(Collected data entries)
◇ ◇ ◇ ◇ ◇

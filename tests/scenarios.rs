//! Multi-frame sessions driven through the public API

use std::sync::Arc;

use glam::Vec3;
use rand::SeedableRng;
use rand_pcg::Pcg32;

use skate_sim::Settings;
use skate_sim::consts::SIM_DT;
use skate_sim::sim::{
    Dimensions, GrindStyle, InputIntent, ParkModel, Physics, Rail, Skater,
};

fn skater_at(park: ParkModel, position: Vec3, seed: u64) -> Skater {
    let settings = Settings {
        spawn_position: position,
        ..Settings::default()
    };
    let physics = Physics::from_settings(&settings);
    Skater::new(Arc::new(park), physics, settings, Pcg32::seed_from_u64(seed))
}

fn single_rail() -> ParkModel {
    ParkModel::new(
        Vec::new(),
        vec![Rail {
            position: Vec3::new(0.0, 0.5, 0.0),
            dimensions: Dimensions::new(0.2, 1.0, 10.0),
        }],
        Vec::new(),
    )
    .expect("valid park")
}

#[test]
fn test_rail_round_trip() {
    // Start on the deck just above the rail top, facing -z along it
    let mut skater = skater_at(single_rail(), Vec3::new(0.0, 1.05, 4.0), 11);

    let first = skater.advance(&InputIntent::forward(), SIM_DT);
    assert!(first.grinding);
    assert_eq!(first.grind_style, Some(GrindStyle::FiftyFifty));

    let mut left_rail = false;
    let mut landed = false;
    for _ in 0..600 {
        let report = skater.advance(&InputIntent::forward(), SIM_DT);
        if !left_rail {
            if report.grinding {
                assert_eq!(report.position.y, 1.0);
                continue;
            }
            left_rail = true;
            assert!(report.in_air);
            assert!(skater.state().velocity.y > 0.0);
            assert!(report.position.z < -5.0);
        } else if report.on_ground {
            landed = true;
            break;
        } else {
            assert!(!report.grinding);
        }
    }
    assert!(left_rail, "never left the rail");
    assert!(landed, "never landed after the rail");
    assert!(skater.position().z < -5.0);
}

#[test]
fn test_shuvit_scores_on_flat_ground() {
    let mut skater = skater_at(ParkModel::empty(), Vec3::new(0.0, 0.2, 0.0), 2);

    let pop = InputIntent {
        jump: true,
        trick_east: true,
        ..InputIntent::default()
    };
    let first = skater.advance(&pop, SIM_DT);
    assert!(first.in_air);
    assert!(skater.current_trick().is_some());

    let mut score = 0;
    let mut landed_tricks = Vec::new();
    for _ in 0..120 {
        let report = skater.advance(&InputIntent::default(), SIM_DT);
        if let Some(trick) = report.completed_trick {
            score += trick.points;
            landed_tricks.push(trick.name);
        }
        if report.on_ground {
            break;
        }
    }
    assert_eq!(landed_tricks, vec!["Shuvit"]);
    assert_eq!(score, 50);
    assert!(skater.state().motion.is_ground());
}

#[test]
fn test_long_trick_bails_on_landing() {
    let mut skater = skater_at(ParkModel::empty(), Vec3::new(0.0, 0.2, 0.0), 2);

    let pop = InputIntent {
        jump: true,
        trick_west: true,
        ..InputIntent::default()
    };
    skater.advance(&pop, SIM_DT);
    assert!(skater.current_trick().is_some());

    let mut completed = 0;
    for _ in 0..120 {
        let report = skater.advance(&InputIntent::default(), SIM_DT);
        if report.completed_trick.is_some() {
            completed += 1;
        }
        if report.on_ground {
            assert_eq!(report.board_rotation.x, 0.0);
            assert_eq!(report.board_rotation.z, 0.0);
            break;
        }
    }
    assert_eq!(completed, 0);
    assert!(skater.current_trick().is_none());
}

#[test]
fn test_json_park_round_trip() {
    let json = r#"[
        {"kind": "rail", "position": [0.0, 0.5, 0.0], "dimensions": {"width": 0.2, "height": 1.0, "length": 10.0}},
        {"kind": "wall", "position": [0.0, 0.75, -50.0]}
    ]"#;
    let park = ParkModel::from_json(json).expect("valid park");
    assert_eq!(park.rails().len(), 1);
    assert_eq!(park.obstacles().len(), 1);

    let mut skater = skater_at(park, Vec3::new(0.0, 1.05, 4.0), 4);
    assert!(skater.advance(&InputIntent::forward(), SIM_DT).grinding);
}

#[test]
fn test_default_park_session_stays_sane() {
    let mut skater = skater_at(ParkModel::default_park(), Vec3::new(0.0, 0.2, 0.0), 99);
    let limit = skater.settings().boundary_limit;

    let forward = InputIntent::forward();
    let mut inputs = Vec::new();
    for lap in 0..6 {
        inputs.extend(std::iter::repeat_n(forward, 80));
        inputs.push(InputIntent {
            jump: true,
            trick_north: lap % 2 == 0,
            trick_east: lap % 2 == 1,
            ..forward
        });
        inputs.extend(std::iter::repeat_n(
            InputIntent {
                left: lap % 3 != 2,
                right: lap % 3 == 2,
                ..forward
            },
            40,
        ));
        inputs.extend(std::iter::repeat_n(InputIntent::backward(), 20));
    }

    for input in &inputs {
        let report = skater.advance(input, SIM_DT);
        assert!(report.position.is_finite());
        assert!(report.speed.is_finite());
        assert!(report.position.x.abs() <= limit + 1e-3);
        assert!(report.position.z.abs() <= limit + 1e-3);
        assert!(report.position.y > -1.0);
        let modes = [report.on_ground, report.in_air, report.grinding];
        assert_eq!(modes.iter().filter(|m| **m).count(), 1);
    }
}
// dropradar-api: Async Rust client for the DropRadar backend REST API

pub mod client;
pub mod domains;
pub mod error;
pub mod models;
pub mod scan;
pub mod stats;
pub mod transport;

pub use client::DropRadarClient;
pub use error::Error;
pub use models::{
    DomainPage, DomainRecord, ListQuery, MessageResponse, NotificationResponse, ScanResponse,
    StatsResponse, Validate,
};
pub use transport::TransportConfig;
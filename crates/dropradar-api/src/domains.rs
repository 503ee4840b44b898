// Domain list endpoints: list, delete one, clear all.

use tracing::debug;

use crate::client::DropRadarClient;
use crate::error::Error;
use crate::models::{DomainPage, ListQuery, MessageResponse};

impl DropRadarClient {
    /// List domains, ordered by authority score descending on the backend.
    ///
    /// `GET /api/v1/domains`
    pub async fn list_domains(&self, query: &ListQuery) -> Result<DomainPage, Error> {
        let url = self.api_url("domains")?;
        let page: DomainPage = self.get(url, &query.to_pairs()).await?;
        debug!(
            count = page.domains.len(),
            total = page.total,
            "listed domains"
        );
        Ok(page)
    }

    /// Delete one domain by id. A 404 surfaces as `Error::NotFound`.
    ///
    /// `DELETE /api/v1/domains/{id}`
    pub async fn delete_domain(&self, id: u64) -> Result<MessageResponse, Error> {
        let url = self.api_url(&format!("domains/{id}"))?;
        self.delete(url).await
    }

    /// Delete every domain. Irreversible; callers are expected to have
    /// obtained consent.
    ///
    /// `DELETE /api/v1/domains`. Backends that only route clear-all at
    /// `DELETE /api/v1/domains/all` answer 405 here, which comes back as
    /// [`Error::Http`] with `status == 405`.
    pub async fn clear_domains(&self) -> Result<MessageResponse, Error> {
        let url = self.api_url("domains")?;
        self.delete(url).await
    }
}
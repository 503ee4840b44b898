//! Aggregate stats handler and the stats card renderer.

use dropradar_core::{Dashboard, Stats};

use crate::cli::{GlobalOpts, StatsArgs};
use crate::config::Resolved;
use crate::error::CliError;
use crate::output;

use super::util;

/// Four labelled numbers, one per line.
pub(crate) fn stat_cards(stats: &Stats, color: bool) -> String {
    let cards = [
        ("Total domains", stats.total.to_string()),
        ("Avg DA", format!("{:.1}", stats.average_authority_score)),
        ("Available", stats.available_count.to_string()),
        ("Low spam", stats.low_spam_count.to_string()),
    ];
    cards
        .iter()
        .map(|(label, value)| {
            format!(
                "  {}  {}",
                output::muted(&format!("{label:<14}"), color),
                output::accent(value, color)
            )
        })
        .collect::<Vec<_>>()
        .join("\n")
}

pub async fn handle(
    args: &StatsArgs,
    resolved: &Resolved,
    global: &GlobalOpts,
) -> Result<(), CliError> {
    let mut config = resolved.dashboard.clone();
    util::apply_stats_args(&mut config, args, false)?;

    let stats = Dashboard::oneshot(config, |dash| async move {
        dash.refresh().await?;
        Ok(dash.stats())
    })
    .await?;

    let color = output::should_color(global.color);
    let out = output::render_single(
        global.output,
        &stats,
        |s| stat_cards(s, color),
        |s| {
            format!(
                "total={} avg_da={:.1} available={} low_spam={}",
                s.total, s.average_authority_score, s.available_count, s.low_spam_count
            )
        },
    )?;
    output::print_output(&out, global.quiet);
    Ok(())
}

◇ ◇ ◇ ◇ ◇

▶ _Exercise instructions_:
Going back to the entries above, set down exactly the lines that begin at the one with "let physics = Physics::from_settings(&settings);" and end at the one with "assert!(!report.grinding);", both included, and nothing else.

▶ _Answer below_:
    let physics = Physics::from_settings(&settings);
    Skater::new(Arc::new(park), physics, settings, Pcg32::seed_from_u64(seed))
}

fn single_rail() -> ParkModel {
    ParkModel::new(
        Vec::new(),
        vec![Rail {
            position: Vec3::new(0.0, 0.5, 0.0),
            dimensions: Dimensions::new(0.2, 1.0, 10.0),
        }],
        Vec::new(),
    )
    .expect("valid park")
}

#[test]
fn test_rail_round_trip() {
    // Start on the deck just above the rail top, facing -z along it
    let mut skater = skater_at(single_rail(), Vec3::new(0.0, 1.05, 4.0), 11);

    let first = skater.advance(&InputIntent::forward(), SIM_DT);
    assert!(first.grinding);
    assert_eq!(first.grind_style, Some(GrindStyle::FiftyFifty));

    let mut left_rail = false;
    let mut landed = false;
    for _ in 0..600 {
        let report = skater.advance(&InputIntent::forward(), SIM_DT);
        if !left_rail {
            if report.grinding {
                assert_eq!(report.position.y, 1.0);
                continue;
            }
            left_rail = true;
            assert!(report.in_air);
            assert!(skater.state().velocity.y > 0.0);
            assert!(report.position.z < -5.0);
        } else if report.on_ground {
            landed = true;
            break;
        } else {
            assert!(!report.grinding);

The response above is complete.